October 18, 2010

Daisy Chain


We have all a better guide in ourselves, if we would attend to it, than any other person could be. ~ from Mansfield Park, Jane Austen 
Do you ever notice there seem to be a million Life Coaches?  Everywhere I turn, there are books from some Life Coach or on Twitter there are many people peddling their services to be your Life Coach.  I don't mean to lump everyone in with the bad apples.  Some are caring and have the best intentions of helping.  But...

All you have to do is look within and be honest with yourself and you will know what to do without someone telling you what to do.  I think it's fine to get advice from friends, but when you turn over your power to some "coach", I think that is foolish.  It's a waste of time, money and energy.  Think about it: you are handing your life over to someone, letting them take the reins.  But do they really know you?  Who knows you better than you? 

If you are so timid and really can't trust your own judgement on what is best for yourself, then a legitimate therapist might be the answer.  Someone to help you work through any issues you may have and help you realize what you want, but not someone who tells you what to do.  If you make your own choices in life, you own your power.  Everyone is powerful in their own right.

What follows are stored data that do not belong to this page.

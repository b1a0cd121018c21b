use regex::Regex;
use std::sync::OnceLock;
use tracing::debug;

use crate::rules::{CONSTANTS_IMPORT, CONSTANTS_IMPORT_MARKER, CONSTANTS_SYMBOL};

/// What `ensure_import` did to the content.
#[derive(Debug, Clone, Copy, PartialEq, Eq)]
pub enum ImportOutcome {
    /// File never references the constants
    NotNeeded,

    /// Constants module already imported
    AlreadyPresent,

    /// Import line inserted after the last import statement
    Inserted,

    /// References present but no import line to anchor on; content unchanged
    NoAnchor,
}

// Recognizes a single-line import statement. Deliberately a line heuristic,
// not a parser: it can miss imports split across lines or quoted unusually.
fn import_line_pattern() -> &'static Regex {
    static PATTERN: OnceLock<Regex> = OnceLock::new();
    PATTERN.get_or_init(|| {
        Regex::new(r#"^import.*from.*["'];?$"#).expect("import line pattern is valid")
    })
}

/// Insert the API_URLS import after the last import statement, if the content
/// references the constants and does not import them yet.
///
/// Splits and joins on `\n` exactly, so the file's trailing-newline shape
/// survives the insertion.
pub fn ensure_import(content: &str) -> (String, ImportOutcome) {
    if !content.contains(CONSTANTS_SYMBOL) {
        return (content.to_string(), ImportOutcome::NotNeeded);
    }
    if content.contains(CONSTANTS_IMPORT_MARKER) {
        return (content.to_string(), ImportOutcome::AlreadyPresent);
    }

    let lines: Vec<&str> = content.split('\n').collect();
    let last_import = lines
        .iter()
        .rposition(|line| import_line_pattern().is_match(line.trim()));

    match last_import {
        Some(index) => {
            let mut lines: Vec<String> = lines.into_iter().map(str::to_string).collect();
            lines.insert(index + 1, CONSTANTS_IMPORT.to_string());
            debug!("inserted constants import at line {}", index + 2);
            (lines.join("\n"), ImportOutcome::Inserted)
        }
        None => (content.to_string(), ImportOutcome::NoAnchor),
    }
}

I've been writing in a journal lately and it's helping me realize alot about myself.  I have filled up 1/4 of a journal in only 2 weeks.  I'm writing like crazy.  I'm stringing together a big daisy-chain of thoughts which I never realized were connected until I wrote them down.  One thing makes me realize another thing.  It's so enlightening!

I have noticed that when you are forced to clean up your life, you also clean the gunk out of your soul and get to know the real you.  Maybe a new you.  I have realized so much in such a short time.  This Desert Retreat is doing things to me on so many levels.  Not just diet and exercise, but uncovering the layers of who I thought I was.  More and more I see the reason I was brought here.  I'm not so sure it's any one thing I'm supposed to discover or a person I'm supposed to meet, but perhaps rather it's ME I'm supposed to discover.  I feel so happy about that revelation!